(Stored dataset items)
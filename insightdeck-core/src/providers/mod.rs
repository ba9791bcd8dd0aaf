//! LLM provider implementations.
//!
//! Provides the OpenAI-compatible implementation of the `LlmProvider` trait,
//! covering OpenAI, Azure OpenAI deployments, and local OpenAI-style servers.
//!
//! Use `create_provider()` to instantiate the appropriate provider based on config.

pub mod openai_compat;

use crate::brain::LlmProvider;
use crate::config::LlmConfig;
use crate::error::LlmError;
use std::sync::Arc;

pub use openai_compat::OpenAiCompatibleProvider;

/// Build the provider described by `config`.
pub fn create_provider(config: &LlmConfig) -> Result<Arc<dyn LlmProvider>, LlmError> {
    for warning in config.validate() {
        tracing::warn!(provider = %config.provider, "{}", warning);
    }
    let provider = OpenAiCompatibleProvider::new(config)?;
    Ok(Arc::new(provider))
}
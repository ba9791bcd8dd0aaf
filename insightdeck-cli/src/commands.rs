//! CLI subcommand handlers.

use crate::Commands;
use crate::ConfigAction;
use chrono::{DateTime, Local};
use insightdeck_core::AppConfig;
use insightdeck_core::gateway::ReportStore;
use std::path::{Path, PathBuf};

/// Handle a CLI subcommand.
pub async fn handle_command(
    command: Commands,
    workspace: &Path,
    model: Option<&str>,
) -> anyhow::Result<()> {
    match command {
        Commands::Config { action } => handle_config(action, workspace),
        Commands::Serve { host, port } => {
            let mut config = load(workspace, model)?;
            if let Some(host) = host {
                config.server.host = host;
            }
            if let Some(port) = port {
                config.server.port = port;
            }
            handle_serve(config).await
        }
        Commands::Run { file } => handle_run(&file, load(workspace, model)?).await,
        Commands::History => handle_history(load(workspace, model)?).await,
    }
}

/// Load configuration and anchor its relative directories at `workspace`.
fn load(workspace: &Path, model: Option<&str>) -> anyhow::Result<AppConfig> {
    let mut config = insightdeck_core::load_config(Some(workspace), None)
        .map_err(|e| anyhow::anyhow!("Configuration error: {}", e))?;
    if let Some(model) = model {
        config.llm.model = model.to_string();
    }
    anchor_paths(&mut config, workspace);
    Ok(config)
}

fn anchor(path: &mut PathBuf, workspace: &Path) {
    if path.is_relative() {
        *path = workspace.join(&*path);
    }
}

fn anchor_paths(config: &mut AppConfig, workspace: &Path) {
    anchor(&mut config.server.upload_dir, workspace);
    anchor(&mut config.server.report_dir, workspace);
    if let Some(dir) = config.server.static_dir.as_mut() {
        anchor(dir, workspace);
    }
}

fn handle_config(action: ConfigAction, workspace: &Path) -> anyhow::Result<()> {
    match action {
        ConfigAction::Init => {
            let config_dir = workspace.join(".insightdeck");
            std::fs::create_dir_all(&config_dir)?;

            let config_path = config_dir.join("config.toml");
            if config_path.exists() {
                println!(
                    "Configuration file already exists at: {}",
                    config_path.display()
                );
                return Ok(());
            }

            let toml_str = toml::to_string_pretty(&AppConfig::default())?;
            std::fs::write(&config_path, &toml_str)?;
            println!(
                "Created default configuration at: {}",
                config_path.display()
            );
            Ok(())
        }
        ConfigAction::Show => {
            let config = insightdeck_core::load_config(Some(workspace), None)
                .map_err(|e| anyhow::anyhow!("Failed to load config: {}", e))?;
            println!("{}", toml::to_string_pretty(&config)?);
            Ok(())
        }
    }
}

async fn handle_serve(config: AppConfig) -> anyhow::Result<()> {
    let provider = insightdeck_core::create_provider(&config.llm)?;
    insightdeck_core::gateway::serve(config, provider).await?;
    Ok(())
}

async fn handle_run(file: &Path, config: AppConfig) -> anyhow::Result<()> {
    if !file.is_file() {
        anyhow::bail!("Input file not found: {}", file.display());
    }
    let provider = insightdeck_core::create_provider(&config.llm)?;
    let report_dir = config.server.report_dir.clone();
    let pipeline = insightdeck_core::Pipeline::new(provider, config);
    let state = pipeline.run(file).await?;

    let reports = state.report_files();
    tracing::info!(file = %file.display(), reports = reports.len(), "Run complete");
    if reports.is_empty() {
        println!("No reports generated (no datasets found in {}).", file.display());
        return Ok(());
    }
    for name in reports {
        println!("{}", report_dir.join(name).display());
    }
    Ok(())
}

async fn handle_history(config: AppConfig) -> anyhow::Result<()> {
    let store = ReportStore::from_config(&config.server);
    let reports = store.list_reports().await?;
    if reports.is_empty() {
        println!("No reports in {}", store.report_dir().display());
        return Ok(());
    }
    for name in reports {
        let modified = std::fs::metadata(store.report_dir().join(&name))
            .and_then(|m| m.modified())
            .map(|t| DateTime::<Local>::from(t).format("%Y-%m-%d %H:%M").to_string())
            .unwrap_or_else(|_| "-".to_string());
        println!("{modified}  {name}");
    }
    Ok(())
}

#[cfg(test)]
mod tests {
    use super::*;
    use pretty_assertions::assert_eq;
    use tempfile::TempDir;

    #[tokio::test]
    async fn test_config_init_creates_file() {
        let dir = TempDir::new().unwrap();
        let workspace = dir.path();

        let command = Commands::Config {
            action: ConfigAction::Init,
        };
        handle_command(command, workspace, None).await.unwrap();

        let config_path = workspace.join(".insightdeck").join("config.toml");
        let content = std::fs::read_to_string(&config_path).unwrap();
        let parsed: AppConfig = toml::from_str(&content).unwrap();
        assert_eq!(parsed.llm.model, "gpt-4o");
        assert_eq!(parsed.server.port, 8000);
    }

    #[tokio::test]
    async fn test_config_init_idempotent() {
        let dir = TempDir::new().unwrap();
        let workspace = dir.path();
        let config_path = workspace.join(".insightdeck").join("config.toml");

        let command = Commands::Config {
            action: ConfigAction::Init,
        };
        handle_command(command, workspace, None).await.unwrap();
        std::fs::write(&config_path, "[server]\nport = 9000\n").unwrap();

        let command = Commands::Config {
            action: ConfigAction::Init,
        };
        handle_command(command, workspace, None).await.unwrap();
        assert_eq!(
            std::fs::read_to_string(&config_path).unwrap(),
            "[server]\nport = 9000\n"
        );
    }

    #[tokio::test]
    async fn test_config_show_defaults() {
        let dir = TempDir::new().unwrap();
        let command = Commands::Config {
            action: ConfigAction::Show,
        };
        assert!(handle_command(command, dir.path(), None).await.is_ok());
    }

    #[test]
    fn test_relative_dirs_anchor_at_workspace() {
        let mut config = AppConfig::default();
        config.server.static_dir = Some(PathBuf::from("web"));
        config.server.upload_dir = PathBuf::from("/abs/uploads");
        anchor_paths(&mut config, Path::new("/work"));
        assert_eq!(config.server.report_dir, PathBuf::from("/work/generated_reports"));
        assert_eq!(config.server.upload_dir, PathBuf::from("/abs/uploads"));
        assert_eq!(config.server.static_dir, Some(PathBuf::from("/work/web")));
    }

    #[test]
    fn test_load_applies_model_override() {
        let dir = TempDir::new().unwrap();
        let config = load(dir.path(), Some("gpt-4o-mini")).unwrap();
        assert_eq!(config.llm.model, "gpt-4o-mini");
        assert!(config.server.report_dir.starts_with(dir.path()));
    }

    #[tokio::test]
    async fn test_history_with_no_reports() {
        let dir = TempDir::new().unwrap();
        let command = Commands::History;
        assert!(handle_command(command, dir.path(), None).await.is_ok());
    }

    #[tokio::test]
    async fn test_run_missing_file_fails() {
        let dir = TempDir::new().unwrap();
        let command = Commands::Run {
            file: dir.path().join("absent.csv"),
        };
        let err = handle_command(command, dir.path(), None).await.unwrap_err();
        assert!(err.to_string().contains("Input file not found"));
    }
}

▶ **Task directions**: Each line above is to be copied exactly as written.

▶ **Response below**:
filename insightdeck-core/src/providers/mod.rs
repository ba9791bcd8dd0aaf
//! LLM provider implementations.
//!
//! Provides the OpenAI-compatible implementation of the `LlmProvider` trait,
//! covering OpenAI, Azure OpenAI deployments, and local OpenAI-style servers.
//!
//! Use `create_provider()` to instantiate the appropriate provider based on config.

pub mod openai_compat;

use crate::brain::LlmProvider;
use crate::config::LlmConfig;
use crate::error::LlmError;
use std::sync::Arc;

pub use openai_compat::OpenAiCompatibleProvider;

/// Build the provider described by `config`.
pub fn create_provider(config: &LlmConfig) -> Result<Arc<dyn LlmProvider>, LlmError> {
    for warning in config.validate() {
        tracing::warn!(provider = %config.provider, "{}", warning);
    }
    let provider = OpenAiCompatibleProvider::new(config)?;
    Ok(Arc::new(provider))
}
repository ba9791bcd8dd0aaf
filename insightdeck-cli/src/commands.rs
//! CLI subcommand handlers.

use crate::Commands;
use crate::ConfigAction;
use chrono::{DateTime, Local};
use insightdeck_core::AppConfig;
use insightdeck_core::gateway::ReportStore;
use std::path::{Path, PathBuf};

/// Handle a CLI subcommand.
pub async fn handle_command(
    command: Commands,
    workspace: &Path,
    model: Option<&str>,
) -> anyhow::Result<()> {
    match command {
        Commands::Config { action } => handle_config(action, workspace),
        Commands::Serve { host, port } => {
            let mut config = load(workspace, model)?;
            if let Some(host) = host {
                config.server.host = host;
            }
            if let Some(port) = port {
                config.server.port = port;
            }
            handle_serve(config).await
        }
        Commands::Run { file } => handle_run(&file, load(workspace, model)?).await,
        Commands::History => handle_history(load(workspace, model)?).await,
    }
}

/// Load configuration and anchor its relative directories at `workspace`.
fn load(workspace: &Path, model: Option<&str>) -> anyhow::Result<AppConfig> {
    let mut config = insightdeck_core::load_config(Some(workspace), None)
        .map_err(|e| anyhow::anyhow!("Configuration error: {}", e))?;
    if let Some(model) = model {
        config.llm.model = model.to_string();
    }
    anchor_paths(&mut config, workspace);
    Ok(config)
}

fn anchor(path: &mut PathBuf, workspace: &Path) {
    if path.is_relative() {
        *path = workspace.join(&*path);
    }
}

fn anchor_paths(config: &mut AppConfig, workspace: &Path) {
    anchor(&mut config.server.upload_dir, workspace);
    anchor(&mut config.server.report_dir, workspace);
    if let Some(dir) = config.server.static_dir.as_mut() {
        anchor(dir, workspace);
    }
}

fn handle_config(action: ConfigAction, workspace: &Path) -> anyhow::Result<()> {
    match action {
        ConfigAction::Init => {
            let config_dir = workspace.join(".insightdeck");
            std::fs::create_dir_all(&config_dir)?;

            let config_path = config_dir.join("config.toml");
            if config_path.exists() {
                println!(
                    "Configuration file already exists at: {}",
                    config_path.display()
                );
                return Ok(());
            }

            let toml_str = toml::to_string_pretty(&AppConfig::default())?;
            std::fs::write(&config_path, &toml_str)?;
            println!(
                "Created default configuration at: {}",
                config_path.display()
            );
            Ok(())
        }
        ConfigAction::Show => {
            let config = insightdeck_core::load_config(Some(workspace), None)
                .map_err(|e| anyhow::anyhow!("Failed to load config: {}", e))?;
            println!("{}", toml::to_string_pretty(&config)?);
            Ok(())
        }
    }
}

async fn handle_serve(config: AppConfig) -> anyhow::Result<()> {
    let provider = insightdeck_core::create_provider(&config.llm)?;
    insightdeck_core::gateway::serve(config, provider).await?;
    Ok(())
}

async fn handle_run(file: &Path, config: AppConfig) -> anyhow::Result<()> {
    if !file.is_file() {
        anyhow::bail!("Input file not found: {}", file.display());
    }
    let provider = insightdeck_core::create_provider(&config.llm)?;
    let report_dir = config.server.report_dir.clone();
    let pipeline = insightdeck_core::Pipeline::new(provider, config);
    let state = pipeline.run(file).await?;

    let reports = state.report_files();
    tracing::info!(file = %file.display(), reports = reports.len(), "Run complete");
    if reports.is_empty() {
        println!("No reports generated (no datasets found in {}).", file.display());
        return Ok(());
    }
    for name in reports {
        println!("{}", report_dir.join(name).display());
    }
    Ok(())
}

async fn handle_history(config: AppConfig) -> anyhow::Result<()> {
    let store = ReportStore::from_config(&config.server);
    let reports = store.list_reports().await?;
    if reports.is_empty() {
        println!("No reports in {}", store.report_dir().display());
        return Ok(());
    }
    for name in reports {
        let modified = std::fs::metadata(store.report_dir().join(&name))
            .and_then(|m| m.modified())
            .map(|t| DateTime::<Local>::from(t).format("%Y-%m-%d %H:%M").to_string())
            .unwrap_or_else(|_| "-".to_string());
        println!("{modified}  {name}");
    }
    Ok(())
}

#[cfg(test)]
mod tests {
    use super::*;
    use pretty_assertions::assert_eq;
    use tempfile::TempDir;

    #[tokio::test]
    async fn test_config_init_creates_file() {
        let dir = TempDir::new().unwrap();
        let workspace = dir.path();

        let command = Commands::Config {
            action: ConfigAction::Init,
        };
        handle_command(command, workspace, None).await.unwrap();

        let config_path = workspace.join(".insightdeck").join("config.toml");
        let content = std::fs::read_to_string(&config_path).unwrap();
        let parsed: AppConfig = toml::from_str(&content).unwrap();
        assert_eq!(parsed.llm.model, "gpt-4o");
        assert_eq!(parsed.server.port, 8000);
    }

    #[tokio::test]
    async fn test_config_init_idempotent() {
        let dir = TempDir::new().unwrap();
        let workspace = dir.path();
        let config_path = workspace.join(".insightdeck").join("config.toml");

        let command = Commands::Config {
            action: ConfigAction::Init,
        };
        handle_command(command, workspace, None).await.unwrap();
        std::fs::write(&config_path, "[server]\nport = 9000\n").unwrap();

        let command = Commands::Config {
            action: ConfigAction::Init,
        };
        handle_command(command, workspace, None).await.unwrap();
        assert_eq!(
            std::fs::read_to_string(&config_path).unwrap(),
            "[server]\nport = 9000\n"
        );
    }

    #[tokio::test]
    async fn test_config_show_defaults() {
        let dir = TempDir::new().unwrap();
        let command = Commands::Config {
            action: ConfigAction::Show,
        };
        assert!(handle_command(command, dir.path(), None).await.is_ok());
    }

    #[test]
    fn test_relative_dirs_anchor_at_workspace() {
        let mut config = AppConfig::default();
        config.server.static_dir = Some(PathBuf::from("web"));
        config.server.upload_dir = PathBuf::from("/abs/uploads");
        anchor_paths(&mut config, Path::new("/work"));
        assert_eq!(config.server.report_dir, PathBuf::from("/work/generated_reports"));
        assert_eq!(config.server.upload_dir, PathBuf::from("/abs/uploads"));
        assert_eq!(config.server.static_dir, Some(PathBuf::from("/work/web")));
    }

    #[test]
    fn test_load_applies_model_override() {
        let dir = TempDir::new().unwrap();
        let config = load(dir.path(), Some("gpt-4o-mini")).unwrap();
        assert_eq!(config.llm.model, "gpt-4o-mini");
        assert!(config.server.report_dir.starts_with(dir.path()));
    }

    #[tokio::test]
    async fn test_history_with_no_reports() {
        let dir = TempDir::new().unwrap();
        let command = Commands::History;
        assert!(handle_command(command, dir.path(), None).await.is_ok());
    }

    #[tokio::test]
    async fn test_run_missing_file_fails() {
        let dir = TempDir::new().unwrap();
        let command = Commands::Run {
            file: dir.path().join("absent.csv"),
        };
        let err = handle_command(command, dir.path(), None).await.unwrap_err();
        assert!(err.to_string().contains("Input file not found"));
    }
}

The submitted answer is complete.